### YOUR OBJECTIVE
Looking at the entries, say how many lines contain the string "Some". Offer nothing besides the number.

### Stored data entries
···

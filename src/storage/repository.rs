use std::path::Path;
use std::time::Duration;

use anyhow::{Context, Result};
use sqlx::pool::PoolConnection;
use sqlx::sqlite::{SqliteConnectOptions, SqliteJournalMode, SqlitePoolOptions};
use sqlx::{Sqlite, SqlitePool, Transaction};

use super::MIGRATION_001_INITIAL;

/// A write waiting on another writer gives up after this long and surfaces as
/// a retryable storage failure.
const BUSY_TIMEOUT: Duration = Duration::from_secs(5);

/// Handle to the ledger database.
///
/// Cloning is cheap (the pool is reference counted); every component gets its
/// own clone at construction. Query functions live in the `accounts`,
/// `consumption` and `transactions` modules and run on a connection or on an
/// open transaction obtained from here.
#[derive(Clone)]
pub struct Repository {
    pool: SqlitePool,
}

impl Repository {
    /// Create a new repository with the given SQLite connection pool.
    pub fn new(pool: SqlitePool) -> Self {
        Self { pool }
    }

    /// Connect to a SQLite database at the given path.
    /// Creates the database file if it doesn't exist.
    pub async fn connect(path: impl AsRef<Path>) -> Result<Self> {
        let options = SqliteConnectOptions::new()
            .filename(path.as_ref())
            .create_if_missing(true)
            .journal_mode(SqliteJournalMode::Wal)
            .busy_timeout(BUSY_TIMEOUT)
            .foreign_keys(true);

        let pool = SqlitePoolOptions::new()
            .max_connections(4)
            .connect_with(options)
            .await
            .with_context(|| format!("Failed to open database {}", path.as_ref().display()))?;
        Ok(Self::new(pool))
    }

    /// Run database migrations. Safe to run on an existing database.
    pub async fn migrate(&self) -> Result<()> {
        sqlx::raw_sql(MIGRATION_001_INITIAL)
            .execute(&self.pool)
            .await
            .context("Failed to run migration 001")?;
        Ok(())
    }

    /// Initialize a database (connect + migrate).
    pub async fn init(path: impl AsRef<Path>) -> Result<Self> {
        let repo = Self::connect(path).await?;
        repo.migrate().await?;
        Ok(repo)
    }

    /// Start a unit of work. Dropping the transaction without committing
    /// rolls back every write made through it.
    pub async fn begin(&self) -> Result<Transaction<'static, Sqlite>> {
        self.pool
            .begin()
            .await
            .context("Failed to begin transaction")
    }

    /// Borrow a connection for reads outside a unit of work.
    pub async fn acquire(&self) -> Result<PoolConnection<Sqlite>> {
        self.pool
            .acquire()
            .await
            .context("Failed to acquire connection")
    }

    pub async fn close(&self) {
        self.pool.close().await;
    }
}
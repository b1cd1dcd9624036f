use chrono::{DateTime, Utc};
use sqlx::SqliteConnection;
use tracing::{debug, info};

use crate::domain::{
    AccountIntegrity, Cents, CustomerId, IntegrityReport, LedgerTransaction, TransactionId,
    TransactionKind, ledger_balance,
};
use crate::storage::{Repository, accounts, transactions};

use super::AppError;

/// Append-only ledger of balance-affecting events, plus the cached balance
/// on each account.
///
/// Every public operation is one unit of work. The `*_in` functions are the
/// same primitives run on a caller's open transaction, so that a consumption
/// write and its ledger entry commit or roll back together.
#[derive(Clone)]
pub struct LedgerStore {
    repo: Repository,
}

impl LedgerStore {
    pub fn new(repo: Repository) -> Self {
        Self { repo }
    }

    /// Move the balance by `sign(kind) × magnitude` and write one confirmed
    /// transaction. The returned transaction's `balance_after` is the new
    /// balance.
    pub async fn apply_delta(
        &self,
        customer_id: CustomerId,
        kind: TransactionKind,
        magnitude: Cents,
        reference: Option<String>,
        at: DateTime<Utc>,
    ) -> Result<LedgerTransaction, AppError> {
        let mut tx = self.repo.begin().await?;
        let transaction = post_in(
            &mut tx,
            LedgerTransaction::new(customer_id, kind, magnitude, at).with_reference(reference),
        )
        .await?;
        tx.commit().await?;

        log_posted(&transaction);
        Ok(transaction)
    }

    /// Write a transaction awaiting acknowledgement. The balance is untouched
    /// until `confirm`.
    pub async fn record_pending(
        &self,
        customer_id: CustomerId,
        kind: TransactionKind,
        magnitude: Cents,
        reference: Option<String>,
        at: DateTime<Utc>,
    ) -> Result<LedgerTransaction, AppError> {
        ensure_positive(magnitude)?;

        let mut tx = self.repo.begin().await?;
        accounts::lock_for_update(&mut tx, customer_id)
            .await?
            .ok_or(AppError::AccountNotFound(customer_id))?;

        let mut transaction =
            LedgerTransaction::new(customer_id, kind, magnitude, at).with_reference(reference);
        transactions::insert(&mut tx, &mut transaction).await?;
        tx.commit().await?;

        info!(
            customer_id = %customer_id,
            transaction_id = %transaction.id,
            kind = %kind,
            amount = magnitude,
            "pending transaction recorded"
        );
        Ok(transaction)
    }

    /// Confirm a pending transaction and apply it to the balance.
    ///
    /// Confirming twice fails with `AlreadyConfirmed` and changes nothing.
    pub async fn confirm(&self, id: TransactionId) -> Result<LedgerTransaction, AppError> {
        let mut tx = self.repo.begin().await?;
        let transaction = confirm_in(&mut tx, id).await?;
        tx.commit().await?;

        log_posted(&transaction);
        Ok(transaction)
    }

    /// Balance snapshot of the last confirmed transaction strictly before
    /// `cutoff`; zero when there is no earlier history.
    pub async fn balance_as_of(
        &self,
        customer_id: CustomerId,
        cutoff: DateTime<Utc>,
    ) -> Result<Cents, AppError> {
        let mut conn = self.repo.acquire().await?;
        accounts::find(&mut conn, customer_id)
            .await?
            .ok_or(AppError::AccountNotFound(customer_id))?;
        balance_as_of_in(&mut conn, customer_id, cutoff).await
    }

    pub async fn get_transaction(&self, id: TransactionId) -> Result<LedgerTransaction, AppError> {
        let mut conn = self.repo.acquire().await?;
        transactions::find(&mut conn, id)
            .await?
            .ok_or(AppError::TransactionNotFound(id))
    }

    /// Full history of a customer in the order it was written.
    pub async fn list_transactions(
        &self,
        customer_id: CustomerId,
    ) -> Result<Vec<LedgerTransaction>, AppError> {
        let mut conn = self.repo.acquire().await?;
        accounts::find(&mut conn, customer_id)
            .await?
            .ok_or(AppError::AccountNotFound(customer_id))?;
        Ok(transactions::list_for_customer(&mut conn, customer_id).await?)
    }

    /// Transactions left in `pending_acknowledgement`, for reconciliation.
    pub async fn list_pending(
        &self,
        customer_id: Option<CustomerId>,
    ) -> Result<Vec<LedgerTransaction>, AppError> {
        let mut conn = self.repo.acquire().await?;
        Ok(transactions::list_pending(&mut conn, customer_id).await?)
    }

    /// Compare the cached balance of one account with its ledger.
    pub async fn verify_account(&self, customer_id: CustomerId) -> Result<AccountIntegrity, AppError> {
        let mut tx = self.repo.begin().await?;
        let integrity = verify_in(&mut tx, customer_id).await?;
        tx.rollback().await?;
        Ok(integrity)
    }

    /// Verify every account and the ledger-wide counters in one snapshot.
    pub async fn check_integrity(&self) -> Result<IntegrityReport, AppError> {
        let mut tx = self.repo.begin().await?;
        let stats = transactions::stats(&mut tx).await?;

        let mut report = IntegrityReport {
            accounts: Vec::new(),
            transaction_count: stats.transaction_count,
            missing_snapshots: stats.missing_snapshots,
            invalid_amounts: stats.invalid_amounts,
        };
        for account in accounts::list(&mut tx).await? {
            report.accounts.push(verify_in(&mut tx, account.id).await?);
        }
        tx.rollback().await?;

        debug!(
            accounts = report.accounts.len(),
            transactions = report.transaction_count,
            ok = report.is_ok(),
            "integrity check finished"
        );
        Ok(report)
    }
}

/// Apply a new transaction to its account and store it as confirmed with the
/// resulting balance snapshot.
pub(crate) async fn post_in(
    conn: &mut SqliteConnection,
    mut transaction: LedgerTransaction,
) -> Result<LedgerTransaction, AppError> {
    ensure_positive(transaction.amount)?;

    let customer_id = transaction.customer_id;
    let new_balance = move_balance(conn, customer_id, transaction.signed_amount()).await?;

    transaction = transaction.confirmed(new_balance);
    transactions::insert(conn, &mut transaction).await?;
    Ok(transaction)
}

pub(crate) async fn confirm_in(
    conn: &mut SqliteConnection,
    id: TransactionId,
) -> Result<LedgerTransaction, AppError> {
    let Some(claimed) = transactions::claim_pending(conn, id).await? else {
        return match transactions::find(conn, id).await? {
            Some(_) => Err(AppError::AlreadyConfirmed(id)),
            None => Err(AppError::TransactionNotFound(id)),
        };
    };

    let new_balance = move_balance(conn, claimed.customer_id, claimed.signed_amount()).await?;
    transactions::set_balance_after(conn, id, new_balance).await?;

    Ok(claimed.confirmed(new_balance))
}

/// Lock the account, add `delta` with an overflow check and write the
/// result back. Returns the new balance.
async fn move_balance(
    conn: &mut SqliteConnection,
    customer_id: CustomerId,
    delta: Cents,
) -> Result<Cents, AppError> {
    let current = accounts::lock_for_update(conn, customer_id)
        .await?
        .ok_or(AppError::AccountNotFound(customer_id))?;
    let new_balance = current.checked_add(delta).ok_or_else(|| {
        AppError::InvalidAmount(format!(
            "balance {} cannot move by {} without overflowing",
            current, delta
        ))
    })?;

    accounts::set_balance(conn, customer_id, new_balance).await?;
    Ok(new_balance)
}

pub(crate) async fn balance_as_of_in(
    conn: &mut SqliteConnection,
    customer_id: CustomerId,
    cutoff: DateTime<Utc>,
) -> Result<Cents, AppError> {
    Ok(transactions::balance_as_of(conn, customer_id, cutoff)
        .await?
        .unwrap_or(0))
}

async fn verify_in(
    conn: &mut SqliteConnection,
    customer_id: CustomerId,
) -> Result<AccountIntegrity, AppError> {
    let account = accounts::find(conn, customer_id)
        .await?
        .ok_or(AppError::AccountNotFound(customer_id))?;
    let history = transactions::list_for_customer(conn, customer_id).await?;

    Ok(AccountIntegrity {
        customer_id,
        name: account.name,
        stored_balance: account.balance,
        ledger_balance: ledger_balance(&history),
        pending_count: history.iter().filter(|t| !t.is_confirmed()).count() as i64,
    })
}

fn ensure_positive(magnitude: Cents) -> Result<(), AppError> {
    if magnitude <= 0 {
        return Err(AppError::InvalidAmount(format!(
            "ledger amounts must be positive, got {}",
            magnitude
        )));
    }
    Ok(())
}

fn log_posted(transaction: &LedgerTransaction) {
    info!(
        customer_id = %transaction.customer_id,
        transaction_id = %transaction.id,
        kind = %transaction.kind,
        amount = transaction.amount,
        balance = transaction.balance_after,
        "ledger transaction confirmed"
    );
}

···

### SOLVED EXERCISE
2